There was however a brand/manufacturer label on the dress - OGLIA-LORO - and the drycleaner contacted them directly to point out there was no care label attached listing the material content or the solvent recommended to clean the dress. The drycleaner asked OGLIA-LORO for the cleaning information.
The reply from OGLIA-LORO was:
It comprises 100% pure silk in both its main fabric and inner lining. The corsetry is nylon and the metal in the buttons is aluminium. As couturiers we are exempt from providing care instruction tags as these will only accompany mass produced items.
Please be aware that pressing can be as important as cleaning and performed incorrectly can cause permanent damage. The (replacement)
value of the gown is $15,000. If you require component samples for testing the Client may collect these from us.
If you are not confident please suggest to the Client they contact us for a referral.
Please note the bolded section, this is completely incorrect.
Resolution:
While some items are excluded from having to have permanent care labels permanently affixed to them, wedding dresses are not one of them. Regardless of whether they are mass produced or couture.
Advice was provided to the drycleaner regarding Care Labelling Rules that is available on the ACCC website, please see below:
List of excluded items:
- second hand goods
- some types of men’s, women’s, children’s and infants’ wear
- footwear
- drapery (e.g. cleaning cloths and dusters)
- haberdashery, where instructions are not needed to ensure that the clothing or textile product is not damaged during cleaning and maintenance • some types of furnishings
- jute products
- medical and surgical goods
- canvas goods
- range of miscellaneous goods (e.g. cords, toys, umbrellas, shoelaces). Refer to the consumer protection notice on page 8 for full details on excluded items
Some womenswear is excluded but in the guide there is an excerpt of a Consumer Protection Notice No. 25 of 2010 and it goes into further details of what the exempted womenswear items are:
Men’s, Women’s, Children’s and Infant’s Wear: Unsupported coats (including overcoats, jackets and the like) of PVC film, handkerchiefs, braces, garter suspenders, arm bands, belts, headwear.

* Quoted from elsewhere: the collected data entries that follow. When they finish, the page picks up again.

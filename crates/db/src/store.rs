//! The [`DocumentStore`] trait and the value types it works with.

use async_trait::async_trait;
use coachly_core::types::{now_timestamp, DocId};
use serde::de::DeserializeOwned;
use serde::Serialize;
use serde_json::{Map, Value};

use crate::error::StoreError;

/// Body field holding the insert time.
pub const CREATED_AT: &str = "created_at";
/// Body field holding the last update time.
pub const UPDATED_AT: &str = "updated_at";

/// A stored record: its generated id plus a JSON object body.
#[derive(Debug, Clone, PartialEq, Serialize)]
pub struct Document {
    pub id: DocId,
    pub body: Map<String, Value>,
}

impl Document {
    pub fn get_str(&self, field: &str) -> Option<&str> {
        self.body.get(field).and_then(Value::as_str)
    }

    /// The body with the id merged in under `id`.
    pub fn to_record(&self) -> Value {
        let mut record = self.body.clone();
        record.insert("id".to_string(), Value::String(self.id.clone()));
        Value::Object(record)
    }

    /// Deserialize the record (body plus `id`) into a typed model.
    pub fn decode<T: DeserializeOwned>(&self) -> Result<T, StoreError> {
        Ok(serde_json::from_value(self.to_record())?)
    }
}

/// Record selection: an optional id plus top-level field equality.
#[derive(Debug, Clone, Default, PartialEq)]
pub struct Filter {
    pub id: Option<DocId>,
    pub fields: Map<String, Value>,
}

impl Filter {
    pub fn new() -> Self {
        Self::default()
    }

    pub fn by_id(id: impl Into<DocId>) -> Self {
        Self {
            id: Some(id.into()),
            fields: Map::new(),
        }
    }

    /// Require `field` to equal `value`.
    pub fn eq(mut self, field: &str, value: impl Into<Value>) -> Self {
        self.fields.insert(field.to_string(), value.into());
        self
    }

    /// Whether `doc` satisfies every condition of this filter.
    pub fn matches(&self, doc: &Document) -> bool {
        if let Some(id) = &self.id {
            if &doc.id != id {
                return false;
            }
        }
        self.fields
            .iter()
            .all(|(field, expected)| doc.body.get(field) == Some(expected))
    }
}

/// Ordering and paging for [`DocumentStore::find`].
#[derive(Debug, Clone, Default, PartialEq)]
pub struct FindOptions {
    /// Body field to sort on, descending. Timestamp fields are stored in a
    /// fixed-width format, so the lexical order is the time order.
    pub sort_desc_by: Option<String>,
    pub limit: Option<i64>,
}

impl FindOptions {
    /// Newest first by `created_at`.
    pub fn newest_first() -> Self {
        Self {
            sort_desc_by: Some(CREATED_AT.to_string()),
            limit: None,
        }
    }
}

/// Named collections of schemaless records.
///
/// No operation spans more than one collection and none is transactional
/// with respect to another call.
#[async_trait]
pub trait DocumentStore: Send + Sync {
    /// Short backend name for health reporting.
    fn backend(&self) -> &'static str;

    /// Store a new record and return it with its generated id.
    ///
    /// `created_at` is kept if the caller set it; `updated_at` is always set.
    async fn insert(
        &self,
        collection: &str,
        body: Map<String, Value>,
    ) -> Result<Document, StoreError>;

    async fn find(
        &self,
        collection: &str,
        filter: &Filter,
        options: &FindOptions,
    ) -> Result<Vec<Document>, StoreError>;

    async fn find_one(
        &self,
        collection: &str,
        filter: &Filter,
    ) -> Result<Option<Document>, StoreError> {
        let options = FindOptions {
            sort_desc_by: None,
            limit: Some(1),
        };
        Ok(self
            .find(collection, filter, &options)
            .await?
            .into_iter()
            .next())
    }

    /// Replace the given top-level fields on every matching record.
    ///
    /// Returns the number of records modified.
    async fn update(
        &self,
        collection: &str,
        filter: &Filter,
        fields: Map<String, Value>,
    ) -> Result<u64, StoreError>;

    /// Returns the number of records deleted.
    async fn delete(&self, collection: &str, filter: &Filter) -> Result<u64, StoreError>;

    async fn count(&self, collection: &str, filter: &Filter) -> Result<u64, StoreError>;

    async fn health_check(&self) -> Result<(), StoreError>;
}

/// Generate a new document id.
pub(crate) fn new_doc_id() -> DocId {
    uuid::Uuid::now_v7().to_string()
}

/// Prepare a body for insertion: drop any caller-supplied `id` and stamp
/// the timestamps.
pub(crate) fn stamp_for_insert(mut body: Map<String, Value>) -> Map<String, Value> {
    let now = now_timestamp();
    body.remove("id");
    body.entry(CREATED_AT.to_string())
        .or_insert_with(|| Value::String(now.clone()));
    body.insert(UPDATED_AT.to_string(), Value::String(now));
    body
}

/// Prepare a partial update: `id` cannot change, `updated_at` is refreshed.
pub(crate) fn stamp_for_update(mut fields: Map<String, Value>) -> Map<String, Value> {
    fields.remove("id");
    fields.insert(UPDATED_AT.to_string(), Value::String(now_timestamp()));
    fields
}

/// Serialize a typed value into a JSON object body.
pub fn to_body<T: Serialize>(value: &T) -> Result<Map<String, Value>, StoreError> {
    match serde_json::to_value(value)? {
        Value::Object(map) => Ok(map),
        other => Err(StoreError::InvalidDocument(format!(
            "expected a JSON object, got {other}"
        ))),
    }
}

Even the exempted items under Haberdashery would not be relevant in this instance for a wedding dress:
Haberdashery: Ornaments, artificial flowers, sewing and embroidery threads and all other small items of haberdashery used in the making of clothing and textile products where instructions are not needed to ensure that the clothing or textile product is not damaged during cleaning and maintenance.
A couturier wedding dress is NOT exempted.